Cronaca

Lo stato nei primi sei mesi ha perso il 7% delle entrate (iva -19%)

Il dipartimento delle finanze del ministero dell'Economia ha diffuso i dati relativi alle entrate dello stato nei primi sei mesi dell'anno. Come prevedibile, sono numeri molto negativi. L'erario ha incassato 186 miliardi di euro, con un calo di quasi 14 miliardi pari al 7% sugli incassi del 2019 nello stesso periodo. Un po' è dovuto alla congiuntura, in parte però incidono anche i provvedimenti del governo che hanno rinviato alcuni versamenti per aiutare le aziende in difficoltà. Le imposte dirette peraltro hanno fruttato 108,4 miliardi con un aumento del 5,3% sull'anno precedente (in parte perchè alcune scadenza pagate il 30 giugno lo scorso anno erano slittate al 1 luglio, essendo il 30 giugno una domenica). A incidere negativamente sono le imposte indirette dei consumi diminuite quasi del 20% (meno 19,4 miliardi): l'Iva pesa per 11 miliardi (-19%) in meno.

Breve considerazione: le mancate entrate dello stato saranno recuperate nei prossimi anni in un modo o nell'altro.
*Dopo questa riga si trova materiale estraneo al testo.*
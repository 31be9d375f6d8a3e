//! Error types for database operations.

use thiserror::Error;

/// Errors that can occur during database operations.
#[derive(Debug, Error)]
pub enum Error {
    /// Native DB error.
    #[error("Database error: {0}")]
    Database(String),

    /// Serialization error.
    #[error("Serialization error: {0}")]
    Serialization(String),

    /// A stored row that no longer decodes cleanly.
    #[error("Corrupt record: {0}")]
    Corrupt(String),

    /// IO error.
    #[error("IO error: {0}")]
    Io(#[from] std::io::Error),
}

/// Result type for database operations.
pub type Result<T> = std::result::Result<T, Error>;
//! Dailydex Core - deterministic engines for a daily creature-collection habit
//!
//! This crate provides the data model and the algorithmic core:
//! - Creature definitions and the ascending-ID catalog
//! - Color-affinity classification from hex colors
//! - Date-seeded deterministic RNG
//! - The daily recommendation engine
//! - Evolution, leveling, and streak state machines
//!
//! Everything operates on explicit state passed in by the caller; there are
//! no ambient globals and no wall-clock reads in the scoring paths. A
//! calendar date is always an input, never derived.

mod bonus;
mod color;
mod creature;
mod daily;
mod date;
mod deck;
mod dex;
mod error;
mod evolution;
mod identity;
mod input;
mod recommend;
mod rng;
mod streak;

pub use bonus::{bonus_draw, BonusCounter};
pub use color::{classify_hex, ColorKeywords};
pub use creature::{Catalog, ColorAffinity, CreatureDef, DisplayForm, ElementType, Rarity};
pub use daily::{CreatureSnapshot, DailyState, Mission, MISSION_COUNT};
pub use date::DateKey;
pub use deck::{Deck, DeckEntry, DECK_CAPACITY, MAX_LEVEL};
pub use dex::{Dex, DexEntry};
pub use error::{Error, Result};
pub use evolution::{level_up, Evolution, EvolutionEngine, FIRST_EVOLUTION_LEVEL, MAX_STAGE};
pub use identity::CreatureId;
pub use input::{Mood, StyleTag, UserInput};
pub use recommend::{recommend, recommend_weighted, Recommendation, ScoreWeights};
pub use rng::DailyRng;
pub use streak::{StreakState, SHINY_STREAK_THRESHOLD};
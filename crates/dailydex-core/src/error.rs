//! Error types for dailydex-core

use thiserror::Error;

/// Core error type
#[derive(Error, Debug)]
pub enum Error {
    #[error("Invalid date key: {0}")]
    InvalidDateKey(String),

    #[error("Deck is full ({capacity} slots)")]
    DeckFull { capacity: usize },
}

/// Result type alias
pub type Result<T> = std::result::Result<T, Error>;
//! Collection and roster rows.

use crate::error::{Error, Result};
use chrono::{DateTime, Utc};
use dailydex_core::{CreatureId, DateKey, DeckEntry, DexEntry};
use native_db::*;
use native_model::{native_model, Model};
use serde::{Deserialize, Serialize};

/// Stored collection entry.
#[derive(Debug, Clone, Serialize, Deserialize)]
#[native_model(id = 1, version = 1)]
#[native_db]
pub struct StoredDexEntry {
    /// Primary key - base creature ID.
    #[primary_key]
    pub base_id: u16,
    /// Current (possibly evolved) form.
    pub current_id: u16,
    /// Evolution stage (0..=2).
    pub stage: u8,
    /// Resolved branch-evolution target, if fixed.
    pub branch_choice: Option<u16>,
    /// Rare-variant flag.
    pub shiny: bool,
    /// RFC 3339 registration instant.
    pub registered_at: String,
    /// Canonical registration date.
    pub registered_on: String,
}

impl StoredDexEntry {
    /// Create from a core DexEntry.
    pub fn from_entry(entry: &DexEntry) -> Self {
        Self {
            base_id: entry.base_id.raw(),
            current_id: entry.current_id.raw(),
            stage: entry.stage,
            branch_choice: entry.branch_choice.map(|id| id.raw()),
            shiny: entry.shiny,
            registered_at: entry.registered_at.to_rfc3339(),
            registered_on: entry.registered_on.to_string(),
        }
    }

    /// Convert to a core DexEntry.
    pub fn to_entry(&self) -> Result<DexEntry> {
        let registered_at = DateTime::parse_from_rfc3339(&self.registered_at)
            .map_err(|e| Error::Corrupt(format!("dex entry {}: {}", self.base_id, e)))?
            .with_timezone(&Utc);
        let registered_on = DateKey::parse(&self.registered_on)
            .map_err(|e| Error::Corrupt(format!("dex entry {}: {}", self.base_id, e)))?;
        Ok(DexEntry {
            base_id: CreatureId::new(self.base_id),
            current_id: CreatureId::new(self.current_id),
            stage: self.stage,
            branch_choice: self.branch_choice.map(CreatureId::new),
            shiny: self.shiny,
            registered_at,
            registered_on,
        })
    }
}

/// Stored roster entry.
#[derive(Debug, Clone, Serialize, Deserialize)]
#[native_model(id = 2, version = 1)]
#[native_db]
pub struct StoredDeckEntry {
    /// Primary key - caught creature ID.
    #[primary_key]
    pub caught_id: u16,
    /// Current (possibly evolved) form.
    pub current_id: u16,
    /// Level (1..=9).
    pub level: u8,
    /// Evolution stage (0..=2).
    pub stage: u8,
    /// Resolved branch-evolution target, if fixed.
    pub branch_choice: Option<u16>,
    /// Canonical date the creature joined the roster.
    pub added_on: String,
}

impl StoredDeckEntry {
    /// Create from a core DeckEntry.
    pub fn from_entry(entry: &DeckEntry) -> Self {
        Self {
            caught_id: entry.caught_id.raw(),
            current_id: entry.current_id.raw(),
            level: entry.level,
            stage: entry.stage,
            branch_choice: entry.branch_choice.map(|id| id.raw()),
            added_on: entry.added_on.to_string(),
        }
    }

    /// Convert to a core DeckEntry.
    pub fn to_entry(&self) -> Result<DeckEntry> {
        let added_on = DateKey::parse(&self.added_on)
            .map_err(|e| Error::Corrupt(format!("deck entry {}: {}", self.caught_id, e)))?;
        Ok(DeckEntry {
            caught_id: CreatureId::new(self.caught_id),
            current_id: CreatureId::new(self.current_id),
            level: self.level,
            stage: self.stage,
            branch_choice: self.branch_choice.map(CreatureId::new),
            added_on,
        })
    }
}
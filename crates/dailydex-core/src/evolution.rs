//! Evolution and leveling state machine
//!
//! Evolution is always an explicit, player-triggered action. Ineligible
//! requests are no-ops returning `None`; nothing here panics or errors.
//! Stages only move forward and stop at 2.

use crate::creature::{Catalog, CreatureDef};
use crate::daily::DailyState;
use crate::deck::{Deck, DeckEntry, MAX_LEVEL};
use crate::dex::DexEntry;
use crate::identity::CreatureId;
use crate::rng::DailyRng;
use serde::{Deserialize, Serialize};

/// Final evolution stage
pub const MAX_STAGE: u8 = 2;

/// Roster level at which the first evolution window opens
pub const FIRST_EVOLUTION_LEVEL: u8 = 3;

/// A completed evolution step
#[derive(Debug, Clone, Copy, PartialEq, Eq, Serialize, Deserialize)]
pub struct Evolution {
    pub from: CreatureId,
    pub to: CreatureId,
    /// Stage reached by this step
    pub stage: u8,
}

/// Raise a roster creature's level by one, up to the ceiling.
///
/// Returns the new level, or `None` when already at the ceiling.
pub fn level_up(entry: &mut DeckEntry) -> Option<u8> {
    if entry.level >= MAX_LEVEL {
        return None;
    }
    entry.level += 1;
    Some(entry.level)
}

/// Evolution rules evaluated against a catalog
#[derive(Debug, Clone, Copy)]
pub struct EvolutionEngine<'a> {
    catalog: &'a Catalog,
}

impl<'a> EvolutionEngine<'a> {
    pub fn new(catalog: &'a Catalog) -> Self {
        Self { catalog }
    }

    /// First evolution opens at base stage in the level 3..=8 window.
    ///
    /// Reaching level 9 at base stage closes the window for good: the
    /// missed opportunity is terminal.
    pub fn can_evolve_first(&self, entry: &DeckEntry) -> bool {
        if entry.stage != 0 {
            return false;
        }
        if entry.level < FIRST_EVOLUTION_LEVEL || entry.level >= MAX_LEVEL {
            return false;
        }
        self.catalog
            .get(entry.caught_id)
            .is_some_and(CreatureDef::can_evolve)
    }

    /// Second evolution needs the level ceiling and an evolvable current
    /// form
    pub fn can_evolve_second(&self, entry: &DeckEntry) -> bool {
        entry.stage == 1
            && entry.level >= MAX_LEVEL
            && self
                .catalog
                .get(entry.current_id)
                .is_some_and(|def| def.evolves_to.is_some())
    }

    /// Whether any evolution is currently available for a roster entry
    pub fn can_evolve(&self, entry: &DeckEntry) -> bool {
        self.can_evolve_first(entry) || self.can_evolve_second(entry)
    }

    /// Resolve the first-evolution target. A branching line rolls once and
    /// the choice sticks to the entry; it is never re-rolled.
    fn first_target(
        &self,
        branch_choice: &mut Option<CreatureId>,
        def: &CreatureDef,
        rng: &mut DailyRng,
    ) -> Option<CreatureId> {
        if let Some(chosen) = *branch_choice {
            return Some(chosen);
        }
        if def.is_branching() {
            let chosen = rng.pick(&def.branch_evolutions).copied()?;
            *branch_choice = Some(chosen);
            return Some(chosen);
        }
        def.evolves_to
    }

    /// Evolve a roster entry if eligible; a no-op (`None`) otherwise
    pub fn evolve_in_deck(
        &self,
        entry: &mut DeckEntry,
        rng: &mut DailyRng,
    ) -> Option<Evolution> {
        let to = if self.can_evolve_first(entry) {
            let def = self.catalog.get(entry.caught_id)?;
            self.first_target(&mut entry.branch_choice, def, rng)?
        } else if self.can_evolve_second(entry) {
            self.catalog.get(entry.current_id)?.evolves_to?
        } else {
            return None;
        };
        if !self.catalog.contains(to) {
            return None;
        }

        let from = entry.current_id;
        entry.current_id = to;
        entry.stage += 1;
        Some(Evolution {
            from,
            to,
            stage: entry.stage,
        })
    }

    /// Evolve a collection entry on request. Not level-gated; only the
    /// stage ceiling and target availability apply.
    pub fn evolve_in_dex(&self, entry: &mut DexEntry, rng: &mut DailyRng) -> Option<Evolution> {
        if entry.stage >= MAX_STAGE {
            return None;
        }
        let to = if entry.stage == 0 {
            let def = self.catalog.get(entry.base_id)?;
            self.first_target(&mut entry.branch_choice, def, rng)?
        } else {
            self.catalog.get(entry.current_id)?.evolves_to?
        };
        if !self.catalog.contains(to) {
            return None;
        }

        let from = entry.current_id;
        entry.current_id = to;
        entry.stage += 1;
        Some(Evolution {
            from,
            to,
            stage: entry.stage,
        })
    }

    /// Handle a duplicate encounter: the matching roster entry levels up,
    /// at most once per calendar day. Duplicates of undecked creatures are
    /// dropped silently.
    pub fn on_duplicate(
        &self,
        deck: &mut Deck,
        daily: &mut DailyState,
        base_id: CreatureId,
    ) -> Option<u8> {
        if daily.is_leveled_up_today {
            return None;
        }
        let entry = deck.get_mut(base_id)?;
        let new_level = level_up(entry)?;
        daily.mark_leveled_up();
        Some(new_level)
    }
}
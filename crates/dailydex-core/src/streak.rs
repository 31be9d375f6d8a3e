//! Mission streak tracking
//!
//! Seven consecutive fully-completed days earn a rare-variant catch, after
//! which the cycle restarts from zero.

use crate::date::DateKey;
use serde::{Deserialize, Serialize};

/// Consecutive fully-completed days required for the rare-variant reward
pub const SHINY_STREAK_THRESHOLD: u32 = 7;

/// Persistent streak record
#[derive(Debug, Clone, Default, PartialEq, Eq, Serialize, Deserialize)]
pub struct StreakState {
    /// Last date on which all missions were completed
    pub last_completed: Option<DateKey>,
    /// Current consecutive-day count
    pub count: u32,
}

impl StreakState {
    /// A fresh record with no history
    pub fn new() -> Self {
        Self::default()
    }

    /// Record that all of `date`'s missions are complete.
    ///
    /// Returns whether this call earns the rare-variant reward. Calling
    /// again for an already-processed date reports against the stored
    /// count without mutating anything. Caller persists the record.
    pub fn on_all_missions_complete(&mut self, date: DateKey) -> bool {
        // Idempotent re-entry for an already-processed day
        if self.last_completed == Some(date) {
            return self.count >= SHINY_STREAK_THRESHOLD;
        }

        if self.last_completed == Some(date.prev_day()) {
            self.count += 1;
        } else {
            // Broken streak or first completion ever
            self.count = 1;
        }

        let rewarded = self.count >= SHINY_STREAK_THRESHOLD;
        if rewarded {
            self.count = 0;
        }
        self.last_completed = Some(date);
        rewarded
    }
}

#[cfg(test)]
mod tests {
    use super::*;

    #[test]
    fn test_seventh_day_rewards_and_resets() {
        let mut streak = StreakState::new();
        let mut date = DateKey::new(2025, 1, 1);

        for day in 1..=7u32 {
            let rewarded = streak.on_all_missions_complete(date);
            assert_eq!(rewarded, day == 7, "day {day}");
            date = date.next_day();
        }
        assert_eq!(streak.count, 0);
        assert_eq!(streak.last_completed, Some(DateKey::new(2025, 1, 7)));
    }

    #[test]
    fn test_idempotent_reentry() {
        let mut streak = StreakState::new();
        let day1 = DateKey::new(2025, 3, 10);
        let day2 = day1.next_day();

        assert!(!streak.on_all_missions_complete(day1));
        assert!(!streak.on_all_missions_complete(day2));
        let snapshot = streak.clone();

        // Same date again: same answer, no double increment
        assert!(!streak.on_all_missions_complete(day2));
        assert_eq!(streak, snapshot);
        assert_eq!(streak.count, 2);
    }

    #[test]
    fn test_gap_resets_to_one() {
        let mut streak = StreakState::new();
        streak.on_all_missions_complete(DateKey::new(2025, 5, 1));
        streak.on_all_missions_complete(DateKey::new(2025, 5, 2));
        assert_eq!(streak.count, 2);

        // Skipping May 3rd breaks the run
        streak.on_all_missions_complete(DateKey::new(2025, 5, 4));
        assert_eq!(streak.count, 1);
    }

    #[test]
    fn test_streak_spans_month_boundary() {
        let mut streak = StreakState::new();
        streak.on_all_missions_complete(DateKey::new(2025, 1, 31));
        streak.on_all_missions_complete(DateKey::new(2025, 2, 1));
        assert_eq!(streak.count, 2);
    }

    #[test]
    fn test_reentry_after_reward_reports_stored_count() {
        let mut streak = StreakState::new();
        let mut date = DateKey::new(2025, 1, 1);
        for _ in 0..6 {
            streak.on_all_missions_complete(date);
            date = date.next_day();
        }
        assert!(streak.on_all_missions_complete(date));

        // The reward reset the stored count, so re-entry reports false
        assert!(!streak.on_all_missions_complete(date));
        assert_eq!(streak.count, 0);
    }

    #[test]
    fn test_cycle_restarts_after_reward() {
        let mut streak = StreakState::new();
        let mut date = DateKey::new(2025, 6, 1);
        for _ in 0..7 {
            streak.on_all_missions_complete(date);
            date = date.next_day();
        }

        // The next completed day starts a new run at 1
        assert!(!streak.on_all_missions_complete(date));
        assert_eq!(streak.count, 1);
    }
}
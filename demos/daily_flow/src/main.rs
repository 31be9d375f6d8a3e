//! Daily Flow Demo
//!
//! Walks one simulated week: each day the user submits colors, mood, and
//! style, completes three missions, and the day's creature is registered.
//! Shows streak progression, the rare-variant reward on day seven, roster
//! leveling, and an explicit evolution.

use dailydex_core::{
    bonus_draw, level_up, recommend, CreatureSnapshot, DailyRng, DailyState, DateKey, Deck,
    DeckEntry, Dex, DexEntry, EvolutionEngine, Mood, StyleTag, UserInput, DECK_CAPACITY,
    FIRST_EVOLUTION_LEVEL, MISSION_COUNT,
};

fn main() {
    tracing_subscriber::fmt().init();

    println!("=== Dailydex Daily Flow Demo ===\n");

    let catalog = dailydex_catalog::builtin();
    let store = dailydex_db::Store::in_memory().expect("open in-memory store");

    let mut dex = Dex::new();
    let mut deck = Deck::new();
    let mut streak = store.load_streak().expect("load streak");

    let mut date = DateKey::parse("2025-01-01").expect("valid start date");

    println!(
        "Catalog has {} creatures. Starting on {}.\n",
        catalog.len(),
        date
    );

    for day in 1..=7 {
        let input = UserInput {
            main_color: "#FF6B6B".to_string(),
            sub_color: "#48DBFB".to_string(),
            mood: Mood::Excited,
            mood_note: None,
            style_tags: vec![StyleTag::Sporty],
        };

        let rec = recommend(&catalog, &input, &dex.collected_ids(), &date);
        let Some(creature) = rec.creature else {
            println!("Collection complete, nothing left to meet!");
            break;
        };
        println!("Day {} ({}): met {} {}", day, date, creature.id, creature.name);
        println!("  \"{}\"", creature.flavor);

        let mut daily = DailyState::new(
            date,
            input,
            [
                "Drink 2L of water".to_string(),
                "Walk 30 minutes".to_string(),
                "Read 10 pages".to_string(),
            ],
            CreatureSnapshot::from_def(creature),
        );

        for i in 0..MISSION_COUNT {
            daily.set_mission_done(i, true);
        }

        let rewarded = streak.on_all_missions_complete(date);
        if rewarded {
            daily.mark_shiny();
            println!("  Seven-day streak! This one is the rare variant.");
        }
        store.record_streak(&streak);

        let entry = DexEntry::new(creature.id, daily.shiny, chrono::Utc::now(), date);
        if dex.register(entry.clone()) {
            store.record_dex_entry(&entry);
            daily.mark_registered();
            println!("  Registered into the collection ({} so far).", dex.len());

            if !deck.is_full() {
                deck.add(DeckEntry::new(creature.id, date))
                    .expect("deck has room");
                println!("  Added to the roster ({}/{}).", deck.len(), DECK_CAPACITY);
            }
        }

        store.record_daily(&daily);
        store.record_deck(deck.entries());
        date = date.next_day();
    }

    // Level the first roster creature into its evolution window, then
    // evolve it.
    let engine = EvolutionEngine::new(&catalog);
    if let Some(first_id) = deck.entries().first().map(|e| e.caught_id) {
        if let Some(entry) = deck.get_mut(first_id) {
            while entry.level < FIRST_EVOLUTION_LEVEL {
                level_up(entry);
            }
            println!(
                "\nRoster creature {} reached Lv.{}.",
                entry.caught_id, entry.level
            );

            let mut rng = DailyRng::for_date(&date);
            match engine.evolve_in_deck(entry, &mut rng) {
                Some(evo) => {
                    let name = catalog
                        .get(evo.to)
                        .map(|d| d.name.as_str())
                        .unwrap_or("???");
                    println!("{} evolved into {} (stage {})!", evo.from, name, evo.stage);
                }
                None => println!("{} has no evolution available.", first_id),
            }
        }
        store.record_deck(deck.entries());
    }

    // One referral bonus: a uniformly random catch among whatever is
    // still missing.
    let mut rng = DailyRng::for_date(&date);
    if let Some(bonus) = bonus_draw(&catalog, &dex.collected_ids(), &mut rng) {
        println!("\nBonus catch: {} {}", bonus.id, bonus.name);
        let entry = DexEntry::new(bonus.id, false, chrono::Utc::now(), date);
        if dex.register(entry.clone()) {
            store.record_dex_entry(&entry);
        }
    }

    println!(
        "\nCollected {}/{} creatures after one week.",
        dex.len(),
        catalog.len()
    );
}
Qualcosa arriverà dalla Ue a fondo perduto (ma come sapete si parla di finanziamenti dilazionati nel tempo, si parla di anni) ma il grosso saranno prestiti che dovranno essere restituiti e nuovi fondi da scovare con le politiche economiche. Traduzione: ci aspettiamo nuove tasse nei prossimi anni.